In the data, find the word "must" and copy out every line that has it.

┌─ PROVIDED ENTRIES

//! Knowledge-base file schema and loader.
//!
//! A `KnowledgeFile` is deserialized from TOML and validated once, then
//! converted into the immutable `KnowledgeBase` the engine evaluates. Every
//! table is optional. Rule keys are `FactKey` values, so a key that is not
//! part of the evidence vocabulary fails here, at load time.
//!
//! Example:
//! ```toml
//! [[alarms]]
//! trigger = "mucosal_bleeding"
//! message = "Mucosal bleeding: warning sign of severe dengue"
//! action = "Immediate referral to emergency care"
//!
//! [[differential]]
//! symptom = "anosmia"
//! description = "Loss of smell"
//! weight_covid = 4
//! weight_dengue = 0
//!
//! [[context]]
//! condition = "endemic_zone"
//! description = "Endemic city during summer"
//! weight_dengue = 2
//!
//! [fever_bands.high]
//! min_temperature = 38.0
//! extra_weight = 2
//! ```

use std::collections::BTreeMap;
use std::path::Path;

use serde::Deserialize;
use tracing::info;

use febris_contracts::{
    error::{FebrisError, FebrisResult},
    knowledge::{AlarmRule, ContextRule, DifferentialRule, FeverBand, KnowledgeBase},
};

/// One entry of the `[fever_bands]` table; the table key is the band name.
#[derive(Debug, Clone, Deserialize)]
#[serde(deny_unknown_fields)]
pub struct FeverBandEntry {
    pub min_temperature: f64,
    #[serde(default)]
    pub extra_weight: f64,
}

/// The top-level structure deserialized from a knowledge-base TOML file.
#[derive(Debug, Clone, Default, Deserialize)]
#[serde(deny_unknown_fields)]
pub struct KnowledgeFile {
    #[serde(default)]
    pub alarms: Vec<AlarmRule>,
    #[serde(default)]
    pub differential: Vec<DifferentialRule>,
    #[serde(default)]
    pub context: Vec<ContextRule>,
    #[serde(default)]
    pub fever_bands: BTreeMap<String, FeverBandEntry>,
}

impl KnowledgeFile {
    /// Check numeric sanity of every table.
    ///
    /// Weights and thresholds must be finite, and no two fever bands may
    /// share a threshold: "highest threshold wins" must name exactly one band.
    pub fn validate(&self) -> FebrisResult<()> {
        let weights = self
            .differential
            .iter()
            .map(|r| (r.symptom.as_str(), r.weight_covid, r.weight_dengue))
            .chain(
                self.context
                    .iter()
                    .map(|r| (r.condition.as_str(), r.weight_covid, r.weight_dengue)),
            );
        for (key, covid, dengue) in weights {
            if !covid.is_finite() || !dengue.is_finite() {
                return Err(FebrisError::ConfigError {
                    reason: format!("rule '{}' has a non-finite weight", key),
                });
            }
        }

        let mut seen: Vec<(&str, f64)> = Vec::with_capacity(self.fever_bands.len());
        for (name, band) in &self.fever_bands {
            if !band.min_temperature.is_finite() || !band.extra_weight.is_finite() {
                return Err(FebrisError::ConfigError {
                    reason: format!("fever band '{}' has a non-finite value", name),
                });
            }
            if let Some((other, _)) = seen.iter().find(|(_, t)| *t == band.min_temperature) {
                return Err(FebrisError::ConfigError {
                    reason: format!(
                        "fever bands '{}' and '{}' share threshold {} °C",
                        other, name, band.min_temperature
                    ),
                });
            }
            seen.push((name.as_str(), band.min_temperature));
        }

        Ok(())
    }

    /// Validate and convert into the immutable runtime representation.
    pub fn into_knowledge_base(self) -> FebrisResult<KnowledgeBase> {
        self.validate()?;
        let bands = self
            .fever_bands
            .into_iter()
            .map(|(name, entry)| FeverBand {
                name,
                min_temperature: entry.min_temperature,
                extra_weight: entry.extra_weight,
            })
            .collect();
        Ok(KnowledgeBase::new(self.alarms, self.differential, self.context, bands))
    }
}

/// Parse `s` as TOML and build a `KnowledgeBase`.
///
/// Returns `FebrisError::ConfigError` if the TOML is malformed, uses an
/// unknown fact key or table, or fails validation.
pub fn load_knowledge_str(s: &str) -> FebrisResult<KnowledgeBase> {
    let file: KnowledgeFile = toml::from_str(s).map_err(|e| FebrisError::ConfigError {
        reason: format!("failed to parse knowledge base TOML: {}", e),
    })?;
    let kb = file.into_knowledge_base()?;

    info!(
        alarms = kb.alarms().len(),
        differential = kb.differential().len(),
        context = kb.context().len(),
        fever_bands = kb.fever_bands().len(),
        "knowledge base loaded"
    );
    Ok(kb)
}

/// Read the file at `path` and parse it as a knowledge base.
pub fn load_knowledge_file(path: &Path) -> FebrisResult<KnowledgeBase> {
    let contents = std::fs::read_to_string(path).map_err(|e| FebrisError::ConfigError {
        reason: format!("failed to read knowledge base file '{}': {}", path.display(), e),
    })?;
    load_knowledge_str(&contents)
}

└─
┌─ PROVIDED ENTRIES

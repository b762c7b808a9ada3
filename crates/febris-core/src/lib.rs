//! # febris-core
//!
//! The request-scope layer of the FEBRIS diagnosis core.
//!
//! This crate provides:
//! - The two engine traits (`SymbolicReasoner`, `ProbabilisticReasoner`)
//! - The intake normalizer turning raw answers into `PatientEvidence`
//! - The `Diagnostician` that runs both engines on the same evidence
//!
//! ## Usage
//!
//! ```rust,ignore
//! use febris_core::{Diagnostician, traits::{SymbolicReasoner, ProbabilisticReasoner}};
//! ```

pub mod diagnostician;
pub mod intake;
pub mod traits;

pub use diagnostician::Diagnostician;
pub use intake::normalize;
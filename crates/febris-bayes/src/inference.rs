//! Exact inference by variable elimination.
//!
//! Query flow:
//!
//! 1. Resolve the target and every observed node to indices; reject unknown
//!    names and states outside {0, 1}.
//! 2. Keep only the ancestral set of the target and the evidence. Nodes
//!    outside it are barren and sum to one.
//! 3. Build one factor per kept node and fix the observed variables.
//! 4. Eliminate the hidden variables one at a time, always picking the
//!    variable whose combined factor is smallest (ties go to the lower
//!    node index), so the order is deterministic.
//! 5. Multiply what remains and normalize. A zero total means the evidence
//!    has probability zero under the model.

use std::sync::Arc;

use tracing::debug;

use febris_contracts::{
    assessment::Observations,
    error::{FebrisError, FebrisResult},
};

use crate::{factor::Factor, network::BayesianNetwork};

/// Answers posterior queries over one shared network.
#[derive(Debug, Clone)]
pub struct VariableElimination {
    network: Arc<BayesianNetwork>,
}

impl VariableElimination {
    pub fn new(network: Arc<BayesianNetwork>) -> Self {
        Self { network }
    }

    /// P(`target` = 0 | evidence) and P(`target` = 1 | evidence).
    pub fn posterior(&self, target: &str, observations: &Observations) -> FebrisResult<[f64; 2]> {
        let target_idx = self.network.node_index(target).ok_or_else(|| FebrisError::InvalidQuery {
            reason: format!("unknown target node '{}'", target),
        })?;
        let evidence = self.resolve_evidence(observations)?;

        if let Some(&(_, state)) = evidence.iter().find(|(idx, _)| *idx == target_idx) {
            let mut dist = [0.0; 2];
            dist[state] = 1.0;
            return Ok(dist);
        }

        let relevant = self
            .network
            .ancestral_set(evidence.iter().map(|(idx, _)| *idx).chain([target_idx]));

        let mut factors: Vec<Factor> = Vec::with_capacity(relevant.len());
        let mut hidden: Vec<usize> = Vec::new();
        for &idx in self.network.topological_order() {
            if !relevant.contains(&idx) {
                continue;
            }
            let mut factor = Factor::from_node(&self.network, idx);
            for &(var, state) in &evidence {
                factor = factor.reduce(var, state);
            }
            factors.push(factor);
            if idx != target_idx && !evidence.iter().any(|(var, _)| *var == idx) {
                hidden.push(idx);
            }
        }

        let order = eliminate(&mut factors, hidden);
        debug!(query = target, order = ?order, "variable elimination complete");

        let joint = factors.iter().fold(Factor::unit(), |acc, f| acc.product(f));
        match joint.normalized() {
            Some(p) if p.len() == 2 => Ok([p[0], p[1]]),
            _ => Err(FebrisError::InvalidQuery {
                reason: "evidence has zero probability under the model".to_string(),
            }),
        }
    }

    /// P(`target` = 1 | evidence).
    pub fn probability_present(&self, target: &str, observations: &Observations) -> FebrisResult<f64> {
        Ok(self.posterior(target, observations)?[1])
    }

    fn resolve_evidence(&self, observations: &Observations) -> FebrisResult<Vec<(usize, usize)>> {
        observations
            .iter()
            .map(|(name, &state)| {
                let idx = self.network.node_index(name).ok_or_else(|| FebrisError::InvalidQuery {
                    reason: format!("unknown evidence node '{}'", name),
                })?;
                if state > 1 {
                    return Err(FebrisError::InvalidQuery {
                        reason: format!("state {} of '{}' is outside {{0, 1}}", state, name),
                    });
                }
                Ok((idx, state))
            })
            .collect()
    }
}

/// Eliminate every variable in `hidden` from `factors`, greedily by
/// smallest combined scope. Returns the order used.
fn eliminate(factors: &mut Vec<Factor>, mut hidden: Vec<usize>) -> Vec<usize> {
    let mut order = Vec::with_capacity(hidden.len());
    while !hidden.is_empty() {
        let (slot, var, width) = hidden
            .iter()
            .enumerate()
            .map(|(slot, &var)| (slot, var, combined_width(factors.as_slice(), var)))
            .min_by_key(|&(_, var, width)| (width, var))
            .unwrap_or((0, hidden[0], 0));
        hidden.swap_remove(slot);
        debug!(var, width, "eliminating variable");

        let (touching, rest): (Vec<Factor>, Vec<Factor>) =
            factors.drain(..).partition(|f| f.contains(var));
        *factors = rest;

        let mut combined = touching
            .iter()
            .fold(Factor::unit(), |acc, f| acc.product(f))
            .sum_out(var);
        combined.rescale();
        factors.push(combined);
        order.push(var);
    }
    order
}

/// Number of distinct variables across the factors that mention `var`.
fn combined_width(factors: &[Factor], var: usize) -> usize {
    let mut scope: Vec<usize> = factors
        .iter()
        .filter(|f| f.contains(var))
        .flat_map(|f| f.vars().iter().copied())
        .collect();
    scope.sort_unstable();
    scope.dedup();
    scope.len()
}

└─
┌─ PROVIDED ENTRIES

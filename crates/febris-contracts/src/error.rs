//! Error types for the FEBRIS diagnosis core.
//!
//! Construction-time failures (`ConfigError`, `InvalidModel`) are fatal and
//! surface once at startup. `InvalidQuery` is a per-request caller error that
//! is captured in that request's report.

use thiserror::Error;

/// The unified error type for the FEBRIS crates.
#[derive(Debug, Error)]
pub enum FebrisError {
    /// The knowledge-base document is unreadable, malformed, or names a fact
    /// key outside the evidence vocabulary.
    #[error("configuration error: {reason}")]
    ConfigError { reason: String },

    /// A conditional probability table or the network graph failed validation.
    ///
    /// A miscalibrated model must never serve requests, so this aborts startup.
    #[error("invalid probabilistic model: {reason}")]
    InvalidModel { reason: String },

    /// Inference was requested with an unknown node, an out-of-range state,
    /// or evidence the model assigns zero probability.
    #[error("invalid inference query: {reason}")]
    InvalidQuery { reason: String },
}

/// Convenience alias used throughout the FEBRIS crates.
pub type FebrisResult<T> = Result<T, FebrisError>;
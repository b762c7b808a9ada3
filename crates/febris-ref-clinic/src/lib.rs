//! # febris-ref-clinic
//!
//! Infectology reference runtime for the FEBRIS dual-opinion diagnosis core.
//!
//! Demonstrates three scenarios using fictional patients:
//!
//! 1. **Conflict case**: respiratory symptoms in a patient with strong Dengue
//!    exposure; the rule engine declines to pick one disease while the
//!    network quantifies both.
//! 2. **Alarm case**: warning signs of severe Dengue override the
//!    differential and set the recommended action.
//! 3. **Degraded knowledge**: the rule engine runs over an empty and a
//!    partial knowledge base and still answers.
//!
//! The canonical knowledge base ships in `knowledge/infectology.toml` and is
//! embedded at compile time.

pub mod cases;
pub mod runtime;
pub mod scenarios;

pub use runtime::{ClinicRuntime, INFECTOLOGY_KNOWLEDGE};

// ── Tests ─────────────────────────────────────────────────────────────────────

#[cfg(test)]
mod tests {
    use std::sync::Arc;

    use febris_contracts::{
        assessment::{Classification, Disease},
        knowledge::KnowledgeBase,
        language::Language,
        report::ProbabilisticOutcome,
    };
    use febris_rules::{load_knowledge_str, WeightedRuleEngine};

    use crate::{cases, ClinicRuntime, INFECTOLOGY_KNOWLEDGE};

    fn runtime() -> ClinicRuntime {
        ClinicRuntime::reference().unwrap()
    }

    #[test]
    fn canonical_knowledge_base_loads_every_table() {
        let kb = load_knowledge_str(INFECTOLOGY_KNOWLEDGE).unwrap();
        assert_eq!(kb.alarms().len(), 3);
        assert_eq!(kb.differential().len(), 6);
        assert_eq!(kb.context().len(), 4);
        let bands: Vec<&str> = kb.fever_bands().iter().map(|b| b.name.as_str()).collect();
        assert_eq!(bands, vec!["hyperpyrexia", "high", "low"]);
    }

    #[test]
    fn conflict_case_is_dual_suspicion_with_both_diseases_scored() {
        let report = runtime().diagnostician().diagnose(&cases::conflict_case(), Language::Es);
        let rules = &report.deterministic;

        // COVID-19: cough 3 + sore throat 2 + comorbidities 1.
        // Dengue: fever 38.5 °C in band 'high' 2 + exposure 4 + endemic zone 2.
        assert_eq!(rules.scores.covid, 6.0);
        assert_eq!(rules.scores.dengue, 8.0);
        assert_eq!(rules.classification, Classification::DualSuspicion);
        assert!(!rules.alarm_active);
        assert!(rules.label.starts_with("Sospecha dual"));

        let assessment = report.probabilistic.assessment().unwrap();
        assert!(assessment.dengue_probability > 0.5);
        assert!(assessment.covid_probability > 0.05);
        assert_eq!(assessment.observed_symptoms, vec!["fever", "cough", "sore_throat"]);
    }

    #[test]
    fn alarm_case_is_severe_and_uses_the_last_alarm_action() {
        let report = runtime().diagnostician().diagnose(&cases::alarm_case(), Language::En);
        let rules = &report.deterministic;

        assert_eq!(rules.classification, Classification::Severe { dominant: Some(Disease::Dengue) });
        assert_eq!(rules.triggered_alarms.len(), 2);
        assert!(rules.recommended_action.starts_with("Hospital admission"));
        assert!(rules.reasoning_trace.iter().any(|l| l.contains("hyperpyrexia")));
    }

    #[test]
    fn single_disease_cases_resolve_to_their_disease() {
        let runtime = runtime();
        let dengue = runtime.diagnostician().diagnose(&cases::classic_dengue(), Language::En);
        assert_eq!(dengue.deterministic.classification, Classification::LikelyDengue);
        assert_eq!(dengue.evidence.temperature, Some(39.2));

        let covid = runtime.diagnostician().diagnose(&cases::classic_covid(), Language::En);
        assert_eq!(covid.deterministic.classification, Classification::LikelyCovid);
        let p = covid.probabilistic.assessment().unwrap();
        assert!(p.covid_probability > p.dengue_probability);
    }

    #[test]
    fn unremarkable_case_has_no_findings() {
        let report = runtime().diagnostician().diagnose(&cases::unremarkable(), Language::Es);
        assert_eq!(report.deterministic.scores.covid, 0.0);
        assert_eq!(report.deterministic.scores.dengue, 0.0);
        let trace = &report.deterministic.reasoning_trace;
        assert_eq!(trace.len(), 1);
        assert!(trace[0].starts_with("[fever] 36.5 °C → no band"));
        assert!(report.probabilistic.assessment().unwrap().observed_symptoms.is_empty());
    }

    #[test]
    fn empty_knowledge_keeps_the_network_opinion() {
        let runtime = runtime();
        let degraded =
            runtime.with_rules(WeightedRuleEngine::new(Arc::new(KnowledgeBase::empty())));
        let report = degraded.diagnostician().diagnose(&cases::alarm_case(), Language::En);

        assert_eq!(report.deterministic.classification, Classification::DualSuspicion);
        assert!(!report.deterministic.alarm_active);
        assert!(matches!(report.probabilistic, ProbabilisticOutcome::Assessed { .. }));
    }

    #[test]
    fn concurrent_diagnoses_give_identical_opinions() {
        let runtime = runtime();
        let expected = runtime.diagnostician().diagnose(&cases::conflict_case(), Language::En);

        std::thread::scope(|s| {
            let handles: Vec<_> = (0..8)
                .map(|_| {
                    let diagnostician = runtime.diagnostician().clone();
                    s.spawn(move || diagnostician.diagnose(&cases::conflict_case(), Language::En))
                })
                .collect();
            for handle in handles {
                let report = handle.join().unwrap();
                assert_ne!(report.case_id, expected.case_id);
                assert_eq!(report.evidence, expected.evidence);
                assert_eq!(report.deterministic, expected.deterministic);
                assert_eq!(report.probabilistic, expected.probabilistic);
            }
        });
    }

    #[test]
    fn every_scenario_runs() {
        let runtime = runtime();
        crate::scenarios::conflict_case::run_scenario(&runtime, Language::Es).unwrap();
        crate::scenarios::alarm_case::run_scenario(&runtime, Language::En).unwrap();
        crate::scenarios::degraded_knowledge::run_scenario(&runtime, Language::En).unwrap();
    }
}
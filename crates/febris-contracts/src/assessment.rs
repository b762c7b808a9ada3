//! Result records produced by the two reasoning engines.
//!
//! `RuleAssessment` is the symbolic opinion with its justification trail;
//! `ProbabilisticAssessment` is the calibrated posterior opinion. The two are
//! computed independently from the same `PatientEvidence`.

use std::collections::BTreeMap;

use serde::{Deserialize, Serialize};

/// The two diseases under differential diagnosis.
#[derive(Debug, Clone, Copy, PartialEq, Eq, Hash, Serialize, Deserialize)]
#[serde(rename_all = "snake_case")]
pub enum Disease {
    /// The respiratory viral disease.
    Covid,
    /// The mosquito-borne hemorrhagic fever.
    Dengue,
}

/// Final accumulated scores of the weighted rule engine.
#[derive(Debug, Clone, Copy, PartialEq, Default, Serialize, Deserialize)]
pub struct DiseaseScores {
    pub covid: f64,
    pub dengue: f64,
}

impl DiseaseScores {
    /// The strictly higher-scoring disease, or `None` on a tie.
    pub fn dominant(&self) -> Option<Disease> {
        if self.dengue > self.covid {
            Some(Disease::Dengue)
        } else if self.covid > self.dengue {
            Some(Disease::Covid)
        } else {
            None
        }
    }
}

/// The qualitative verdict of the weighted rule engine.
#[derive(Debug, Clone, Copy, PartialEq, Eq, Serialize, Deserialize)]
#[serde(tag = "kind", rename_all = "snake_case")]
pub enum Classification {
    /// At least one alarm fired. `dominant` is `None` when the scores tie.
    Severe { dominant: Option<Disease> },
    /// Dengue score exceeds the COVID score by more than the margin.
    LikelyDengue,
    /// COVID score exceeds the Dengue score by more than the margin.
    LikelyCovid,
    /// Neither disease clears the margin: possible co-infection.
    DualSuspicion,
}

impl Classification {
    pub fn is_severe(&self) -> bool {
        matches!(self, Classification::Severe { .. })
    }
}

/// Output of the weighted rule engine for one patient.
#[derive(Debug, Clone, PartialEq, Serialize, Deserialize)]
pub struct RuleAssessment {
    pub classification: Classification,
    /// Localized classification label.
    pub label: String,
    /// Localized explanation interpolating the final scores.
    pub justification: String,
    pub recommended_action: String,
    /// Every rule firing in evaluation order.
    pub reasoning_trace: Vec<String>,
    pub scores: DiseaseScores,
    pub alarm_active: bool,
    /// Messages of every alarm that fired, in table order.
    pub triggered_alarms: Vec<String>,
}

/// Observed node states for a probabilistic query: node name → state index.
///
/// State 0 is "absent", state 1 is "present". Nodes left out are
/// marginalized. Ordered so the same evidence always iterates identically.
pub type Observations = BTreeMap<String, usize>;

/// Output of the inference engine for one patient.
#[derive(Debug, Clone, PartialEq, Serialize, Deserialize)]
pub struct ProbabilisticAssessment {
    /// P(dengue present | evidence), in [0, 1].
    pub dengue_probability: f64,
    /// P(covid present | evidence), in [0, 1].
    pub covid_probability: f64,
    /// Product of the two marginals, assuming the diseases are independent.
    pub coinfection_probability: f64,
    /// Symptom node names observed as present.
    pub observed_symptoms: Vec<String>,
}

└─

■ **RESPONSE BELOW**
    /// Weights and thresholds must be finite, and no two fever bands may
    /// share a threshold: "highest threshold wins" must name exactly one band.
    /// A miscalibrated model must never serve requests, so this aborts startup.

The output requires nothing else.